Politiki Kouzina, yönetmen Tassos Boulmetis’in ilk bilimkurgu denemesinden tam on üç yıl sonra beyazperdeye aktardığı ikinci filmi. Filmin senaryosu da, aynı zamanda kendi yaşantısından izler taşıyor. Yunanistan’da 4 milyon kişinin izlediği ve ülkesinin Oscar aday adayı filmi olan Politiki Kouzina’da, yönetmen, bir Rum ailesinin yemekle ve İstanbul ile olan ilişkisini anlatmış. Filmin çizgisel bir anlatımı yok. İçinde üç ayrı bölümü bulunduran, çok karışık sayılmayacak parçalı bir anlatımın tercih edilmesi, filmi benzeri dramlardan ayıran ve filme süreklilik katan artı bir özellik olmuş. Film, astronomi hocası olan Fanis’in, günümüz Atina’sındaki yaşamıyla açılıyor. Fanis, okul dönemi bittiği için tatil planları yaparken, İstanbul’dan dedesinin onu ziyaret edeceği haberiyle planlarını değiştiriyor. Özenle yemekleri hazırlıyor, içkileri koyuyor, dedesinin eski arkadaşlarını çağırıyor. Fakat dedesinin hastalandığı için gelemeyeceğini öğrenince hayal kırıklığına uğruyor.

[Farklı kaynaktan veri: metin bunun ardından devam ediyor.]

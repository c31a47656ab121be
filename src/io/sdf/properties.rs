use std::sync::LazyLock;

use regex::Regex;

use crate::io::error::Error;
use crate::io::util::strip_line_breaks;
use crate::model::property::Property;

/// `>`, optional whitespace, then the bracketed tag name. Anything after the
/// closing bracket is ignored.
static TAG_LINE: LazyLock<Regex> =
    LazyLock::new(|| Regex::new(r"^>\s*<([^>]+)>").expect("invalid tag pattern"));

fn is_tag_line(line: &str) -> bool {
    line.starts_with('>')
}

fn parse_tag(line_no: usize, line: &str) -> Result<String, Error> {
    TAG_LINE
        .captures(line)
        .and_then(|caps| caps.get(1))
        .map(|m| m.as_str().to_string())
        .ok_or_else(|| Error::tag(line_no, strip_line_breaks(line)))
}

/// Groups the data section of a molecule into tagged properties.
///
/// `first_line_no` is the block line number of `lines[0]`. Lines ahead of
/// the first tag are ignored. A tag owns the lines after it up to, but not
/// including, the line just before the next tag (the blank separator); the
/// last tag runs to the end of `lines`.
pub fn decode_properties(first_line_no: usize, lines: &[String]) -> Result<Vec<Property>, Error> {
    let starts: Vec<usize> = lines
        .iter()
        .enumerate()
        .filter(|(_, l)| is_tag_line(l))
        .map(|(i, _)| i)
        .collect();

    let mut properties = Vec::with_capacity(starts.len());
    for (n, &start) in starts.iter().enumerate() {
        let tag = parse_tag(first_line_no + start, &lines[start])?;

        let end = match starts.get(n + 1) {
            Some(&next) => next - 1,
            None => lines.len(),
        };
        let values = lines
            .get(start + 1..end)
            .unwrap_or_default()
            .iter()
            .map(|l| strip_line_breaks(l).into_owned())
            .collect();

        properties.push(Property { tag, values });
    }

    Ok(properties)
}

Fanis’i kısaca tanıdıktan sonra, bölümlerden ilki olan 1959 yılının İstanbul’una geçiyoruz. Kıbrıs Barış Harekatından önce, Yunanistan ile Türkiye arasındaki gerginliğin tırmanışa geçmediği günlerde, Fanis’in çocukluğunu ve ailesini tanımaya başlıyoruz. Bu bölümler, Fanis’in anlatısıyla ilerlediği için, masalsı bir atmosfere de sahip. Dedesinin ve ailesinin yemeğe ve baharatlara düşkünlüğünü, bir Rum ailesinin dönemin İstanbul’undaki yerini ve alışkanlıklarını gözlemledikten sonra, atmosfer biraz karanlıklaşıyor.

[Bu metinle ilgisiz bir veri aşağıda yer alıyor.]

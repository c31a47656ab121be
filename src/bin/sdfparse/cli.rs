use std::path::PathBuf;

use clap::{Args, Parser, Subcommand};

#[derive(Parser)]
#[command(
    name = "sdfparse",
    about = "Parse MDL SD files (Molfile V2000) into structured records",
    version,
    propagate_version = true
)]
pub struct Cli {
    #[command(subcommand)]
    pub command: Command,
}

#[derive(Subcommand)]
pub enum Command {
    /// Show the contents of an SD file as JSON
    #[command(name = "tojson", visible_alias = "j")]
    ToJson(ToJsonArgs),
}

#[derive(Args)]
pub struct ToJsonArgs {
    /// Input file (.sdf, or .sdf.gz for gzip-compressed input)
    #[arg(value_name = "SDFILE")]
    pub sdfile: PathBuf,

    /// Maximum number of molecules to output (0 = all)
    #[arg(
        short = 'n',
        long = "max-molecules",
        visible_alias = "maxNumOfMol",
        value_name = "N",
        default_value_t = 0
    )]
    pub max_molecules: usize,

    /// Number of molecules to skip from the head of the file
    #[arg(
        short,
        long,
        visible_alias = "numOfSkippedMol",
        value_name = "N",
        default_value_t = 0
    )]
    pub skip: usize,

    /// Output file (stdout if omitted)
    #[arg(
        short = 'o',
        long = "dest-file",
        visible_alias = "destFile",
        value_name = "FILE"
    )]
    pub dest_file: Option<PathBuf>,

    /// Suppress progress output (for scripting)
    #[arg(short, long)]
    pub quiet: bool,
}

pub fn parse() -> Cli {
    Cli::parse()
}

#[cfg(test)]
mod tests {
    use super::*;

    fn to_json(argv: &[&str]) -> ToJsonArgs {
        match Cli::try_parse_from(argv).unwrap().command {
            Command::ToJson(args) => args,
        }
    }

    #[test]
    fn defaults() {
        let args = to_json(&["sdfparse", "tojson", "records.sdf"]);
        assert_eq!(args.sdfile, PathBuf::from("records.sdf"));
        assert_eq!(args.max_molecules, 0);
        assert_eq!(args.skip, 0);
        assert!(args.dest_file.is_none());
        assert!(!args.quiet);
    }

    #[test]
    fn short_and_long_flags() {
        let args = to_json(&["sdfparse", "j", "in.sdf.gz", "-n", "10", "--skip", "5", "-o", "out.json", "-q"]);
        assert_eq!(args.max_molecules, 10);
        assert_eq!(args.skip, 5);
        assert_eq!(args.dest_file, Some(PathBuf::from("out.json")));
        assert!(args.quiet);
    }

    #[test]
    fn legacy_flag_names() {
        let args = to_json(&[
            "sdfparse",
            "tojson",
            "in.sdf",
            "--maxNumOfMol",
            "3",
            "--numOfSkippedMol",
            "2",
            "--destFile",
            "x.json",
        ]);
        assert_eq!((args.max_molecules, args.skip), (3, 2));
        assert_eq!(args.dest_file, Some(PathBuf::from("x.json")));
    }

    #[test]
    fn subcommand_is_required() {
        assert!(Cli::try_parse_from(["sdfparse"]).is_err());
    }

    #[test]
    fn verify_cli() {
        use clap::CommandFactory;
        Cli::command().debug_assert();
    }
}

Kıbrıs’ta işler kızıştıktan sonra, İstanbul’daki Rumlar da, Yunanistan’a göç etmeye zorlanıyor. Çok geçmeden Fanis ve ailesi de, dedesini geride bırakarak, Atina’ya göç ediyor. Fakat, Atina’da göç eden Rumlara, ikinci sınıf vatandaş muamelesi yapıyor. Filmin ikinci bölümü olan, 1964 Atina’sında ise, ailenin Atina’ya ve yeni taşındıkları çevreye alışma evresini izliyoruz. Tatlılar ismini alan, son bölümde ise Fanis’in İstanbul’a dönüşü anlatılıyor.
Politika Kouzina, hem hikayesi hem anlatısı hem de müzikleriyle oldukça etkileyici bir film. Yönetmen, iki halkı da, o kadar iyi aktarmış ki, iki halkın aralarındaki ortak noktaları o kadar güzel yansıtmış ki, takdir etmemek elde değil. Yağmur yağarken bir şemsiyenin altındaki bir Türk ve bir Rum, çatı katında birbirine aşık olan çocuklar, aile içinde çıkan tartışma sekansları, çok güzel planlanmış. Bu sayede, denizin ayırdığı, iki farklı kültürmüş gibi görünen, Yunanlıların ve Türklerin, gelenek ve göreneklerin aslında nasılda ortaklaşa olduğunun farkına varıyoruz. Yönetmen göçü ve göçün ayırdığı bir aileyi anlatırken, hoşgörüyü ve duyarlılığı da elden bırakmayarak, bu hikayenin insani yanını ön plana çıkarmayı başarmış. Başak Köklükaya ve Tamer Karadağlı’nın da küçük rollerde oynadığı bu sıcak ve sade filmi kaçırmamanızı öneririm.